Lors d'une enquête publiée fin mars, Le Monde a dévoilé l'existence de liens très étroits entre la DGSE et Orange. La note des services secrets britanniques (GCHQ) consultée par le quotidien, et obtenue par Edward Snowden, indique en effet que l'agence de renseignement française a un accès "libre et total" aux infrastructures et aux données de l'opérateur historique.
Suite à la publication de ce dossier, une parlementaire s'est interrogée sur les contours du "cadre légal" évoqué laconiquement par Stéphane Richard, le PDG d'Orange, lorsqu'il a été questionné par le quotidien. D'après lui, les échanges entre les "services de l'État" et des "personnes habilitées secret-défense […] au sein de l'entreprise" sont prévus par la loi et "sous la responsabilité des pouvoirs publics".

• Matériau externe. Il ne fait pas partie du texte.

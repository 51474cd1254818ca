//! Adapters over the external hash, HMAC, and block-cipher primitives.
//!
//! `hash(alg, data...) -> digest`, `hmac(alg, key, data...) -> mac`, and
//! `ecb_encrypt(alg, key, block) -> block` are treated as an opaque
//! interface, wired here to concrete RustCrypto crates (`sha1`, `sha2`,
//! `hmac`, `aes`) while keeping the traits generic enough that a caller
//! could substitute another implementation.
//!
//! `Hash_df` and other unkeyed-digest call sites route through
//! [`HashPrimitive`] directly, never through [`HmacPrimitive`] with a null
//! key — bit-identical to a standalone hash of the concatenated input,
//! without that indirection.

use crate::chain::Chain;
use crate::errors::DrbgError;
use digest::Digest;
use hmac::{Hmac, Mac};

/// An unkeyed cryptographic hash function.
pub trait HashPrimitive {
    /// Digest output length in bytes.
    fn digest_len(&self) -> usize;
    /// Hash the concatenation represented by `chain`.
    fn hash(&self, chain: Chain<'_>) -> Vec<u8>;
}

/// A keyed MAC (HMAC) over one of the supported hash functions.
pub trait HmacPrimitive {
    /// MAC output length in bytes (equal to the underlying digest length).
    fn mac_len(&self) -> usize;
    /// Compute `HMAC(key, chain)`.
    fn mac(&self, key: &[u8], chain: Chain<'_>) -> Vec<u8>;
}

/// A block cipher operated in single-block ECB mode.
pub trait BlockCipherPrimitive {
    /// Block length in bytes (16 for AES).
    fn block_len(&self) -> usize;
    /// Key length in bytes this cipher expects.
    fn key_len(&self) -> usize;
    /// Encrypt exactly one block under `key`.
    ///
    /// Returns [`DrbgError::GeneralFailure`] if `key.len() != key_len()` or
    /// `block.len() != block_len()` — the two precondition violations the
    /// reference adapter reports via a negated error constant; this crate
    /// treats both uniformly as a general failure instead of reproducing
    /// that bug.
    fn ecb_encrypt(&self, key: &[u8], block: &[u8]) -> Result<Vec<u8>, DrbgError>;
}

macro_rules! impl_hash_primitive {
    ($name:ident, $digest:ty) => {
        /// Hash primitive adapter.
        #[derive(Clone, Copy, Debug, Default)]
        pub struct $name;

        impl HashPrimitive for $name {
            fn digest_len(&self) -> usize {
                <$digest as Digest>::output_size()
            }

            fn hash(&self, chain: Chain<'_>) -> Vec<u8> {
                let mut hasher = <$digest>::new();
                chain.for_each(|buf| Digest::update(&mut hasher, buf));
                hasher.finalize().to_vec()
            }
        }

        impl HmacPrimitive for $name {
            fn mac_len(&self) -> usize {
                <$digest as Digest>::output_size()
            }

            fn mac(&self, key: &[u8], chain: Chain<'_>) -> Vec<u8> {
                let mut mac = <Hmac<$digest>>::new_from_slice(key)
                    .expect("HMAC accepts a key of any length");
                chain.for_each(|buf| Mac::update(&mut mac, buf));
                mac.finalize().into_bytes().to_vec()
            }
        }
    };
}

impl_hash_primitive!(Sha1Primitive, sha1::Sha1);
impl_hash_primitive!(Sha256Primitive, sha2::Sha256);
impl_hash_primitive!(Sha384Primitive, sha2::Sha384);
impl_hash_primitive!(Sha512Primitive, sha2::Sha512);

macro_rules! impl_cipher_primitive {
    ($name:ident, $cipher:ty, $key_len:expr) => {
        /// Block cipher primitive adapter.
        #[derive(Clone, Copy, Debug, Default)]
        pub struct $name;

        impl BlockCipherPrimitive for $name {
            fn block_len(&self) -> usize {
                16
            }

            fn key_len(&self) -> usize {
                $key_len
            }

            fn ecb_encrypt(
                &self,
                key: &[u8],
                block: &[u8],
            ) -> Result<Vec<u8>, DrbgError> {
                use aes::cipher::{BlockEncrypt, KeyInit};
                if key.len() != self.key_len() || block.len() != self.block_len() {
                    return Err(DrbgError::GeneralFailure(
                        "cipher invocation with mismatched key or block length",
                    ));
                }
                let cipher = <$cipher>::new_from_slice(key)
                    .map_err(|_| DrbgError::GeneralFailure("invalid cipher key"))?;
                let mut buf = aes::cipher::generic_array::GenericArray::clone_from_slice(block);
                cipher.encrypt_block(&mut buf);
                Ok(buf.to_vec())
            }
        }
    };
}

impl_cipher_primitive!(Aes128Primitive, aes::Aes128, 16);
impl_cipher_primitive!(Aes192Primitive, aes::Aes192, 24);
impl_cipher_primitive!(Aes256Primitive, aes::Aes256, 32);

/// Build the hash primitive for a core's [`crate::core::Primitive`].
///
/// # Panics
/// Panics if `primitive` names an AES variant; callers only invoke this for
/// Hash/HMAC cores, whose primitive is always one of the SHA family by
/// construction of [`crate::core::CORES`].
pub fn hash_primitive(primitive: crate::core::Primitive) -> Box<dyn HashPrimitive + Send + Sync> {
    use crate::core::Primitive::*;
    match primitive {
        Sha1 => Box::new(Sha1Primitive),
        Sha256 => Box::new(Sha256Primitive),
        Sha384 => Box::new(Sha384Primitive),
        Sha512 => Box::new(Sha512Primitive),
        Aes128 | Aes192 | Aes256 => unreachable!("AES primitive requested as a hash"),
    }
}

/// Build the HMAC primitive for a core's [`crate::core::Primitive`].
///
/// # Panics
/// Same condition as [`hash_primitive`].
pub fn hmac_primitive(primitive: crate::core::Primitive) -> Box<dyn HmacPrimitive + Send + Sync> {
    use crate::core::Primitive::*;
    match primitive {
        Sha1 => Box::new(Sha1Primitive),
        Sha256 => Box::new(Sha256Primitive),
        Sha384 => Box::new(Sha384Primitive),
        Sha512 => Box::new(Sha512Primitive),
        Aes128 | Aes192 | Aes256 => unreachable!("AES primitive requested as an HMAC"),
    }
}

/// Build the block cipher primitive for a core's [`crate::core::Primitive`].
///
/// # Panics
/// Panics if `primitive` names a SHA variant; callers only invoke this for
/// CTR cores.
pub fn cipher_primitive(
    primitive: crate::core::Primitive,
) -> Box<dyn BlockCipherPrimitive + Send + Sync> {
    use crate::core::Primitive::*;
    match primitive {
        Aes128 => Box::new(Aes128Primitive),
        Aes192 => Box::new(Aes192Primitive),
        Aes256 => Box::new(Aes256Primitive),
        Sha1 | Sha256 | Sha384 | Sha512 => unreachable!("SHA primitive requested as a cipher"),
    }
}

#[cfg(test)]
mod tests {
    use super::*;
    use crate::chain;

    #[test]
    fn sha256_matches_known_digest_of_empty_input() {
        let h = Sha256Primitive;
        let out = h.hash(Chain::empty());
        // SHA-256("") per FIPS 180-4 test vectors.
        assert_eq!(
            hex::encode(out),
            "e3b0c44298fc1c149afbf4c8996fb92427ae41e4649b934ca495991b7852b85"
        );
    }

    #[test]
    fn hmac_and_hash_lengths_agree() {
        let h = Sha256Primitive;
        assert_eq!(
            HashPrimitive::digest_len(&h),
            HmacPrimitive::mac_len(&h)
        );
    }

    #[test]
    fn aes128_ecb_rejects_wrong_block_length() {
        let c = Aes128Primitive;
        let key = [0u8; 16];
        let short_block = [0u8; 8];
        assert!(c.ecb_encrypt(&key, &short_block).is_err());
    }

    #[test]
    fn aes128_ecb_encrypts_one_block() {
        let c = Aes128Primitive;
        let key = [0u8; 16];
        let block = [0u8; 16];
        let out = c.ecb_encrypt(&key, &block).unwrap();
        assert_eq!(out.len(), 16);
        // AES-128 encrypt of the all-zero block under the all-zero key is a
        // fixed, well-known value.
        assert_eq!(
            hex::encode(&out),
            "66e94bd4ef8a2c3b884cfa59ca342b2e"
        );
    }

    #[test]
    fn chain_macro_feeds_hash_in_order() {
        let h = Sha256Primitive;
        let direct = h.hash(chain!(&b"ab"[..], &b"cd"[..]));
        let plain = h.hash(chain!(&b"abcd"[..]));
        assert_eq!(direct, plain);
    }
}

Le problème, c'est que ce cadre légal n'a jamais été précisé par le chef d'entreprise pas plus qu'il ne l'a été par les autorités. Or aux yeux de la députée, "la lutte contre d'hypothétiques menaces terroristes ne saurait justifier, en effet, que les services de l'État s'affranchissent des règles de droit, au risque de porter atteinte aux libertés individuelles".
Trois semaines après la publication de la question écrite de Jacqueline Fraysse – qui n'a à ce jour toujours pas reçu de réponse – c'est désormais au tour de l'observatoire des libertés et du numérique (dont la Quadrature du Net est l'un des fondateurs) de ce saisir du sujet et de questionner le gouvernement sur les rapports entre Orange et la direction générale de la sécurité extérieure.
L'observatoire des libertés et du numérique monte au créneau
Notant que les informations du Monde n'ont pas été démenties, l'observatoire se montre plus direct que l'élue des Hauts-de-Seine en dénonçant des activités ayant "lieu hors de tout cadre légal et judiciaire". Pour les membres de ce jeune groupe de pression favorable aux intérêts des citoyens, la liaison entre Orange et la DGSE s'apparente à "une véritable opération de surveillance généralisée".
"Que vaut la soi-disant protection résultant de ce que l'accès au réseau passe par des demandes à l'égard des opérateurs, dans un contexte où certains de leurs agents travaillent main dans la main avec les services de renseignement en vue d'une surveillance de masse hors de tout cadre légal ?", ajoute l'observatoire, qui "exige que des réponses politiques, légales et pénales soient apportées à ces agissements".
Dressant un parallèle avec la plateforme nationale des interceptions judiciaires, qui repose sur un partenariat public-privé pouvant déboucher sur des rapports similaires à ceux entretenus par Orange et la DGSE, l'observatoire s'alarme des coups portés à l'État de droit et à la démocratie en laissant prospérer une surveillance des communications sans aucun encadrement légal.
C'est l'État de droit et la démocratie qui sont menacées lorsque tout citoyen voit ses communications et ses expressions personnelles surveillées hors de toute cadre légal. Le gouvernement a une obligation immédiate de faire toute la lumière sur ces dérives, de dire comment il entend y mettre un terme, et d'indiquer quelles procédures pénales seront engagées.
La réponse qu'aimerait obtenir l'observatoire de la part du gouvernement sur ce sujet est loin d'être acquise. En outre, il paraît encore plus improbable que l'exécutif rallie la position du lobby citoyen, tant l'impératif de la raison d'État – et donc la lutte contre le terrorisme – a pris le pas sur tout le reste. Et les révélations d'Edward Snowden n'ont pas radicalement changé la donne dans ce domaine.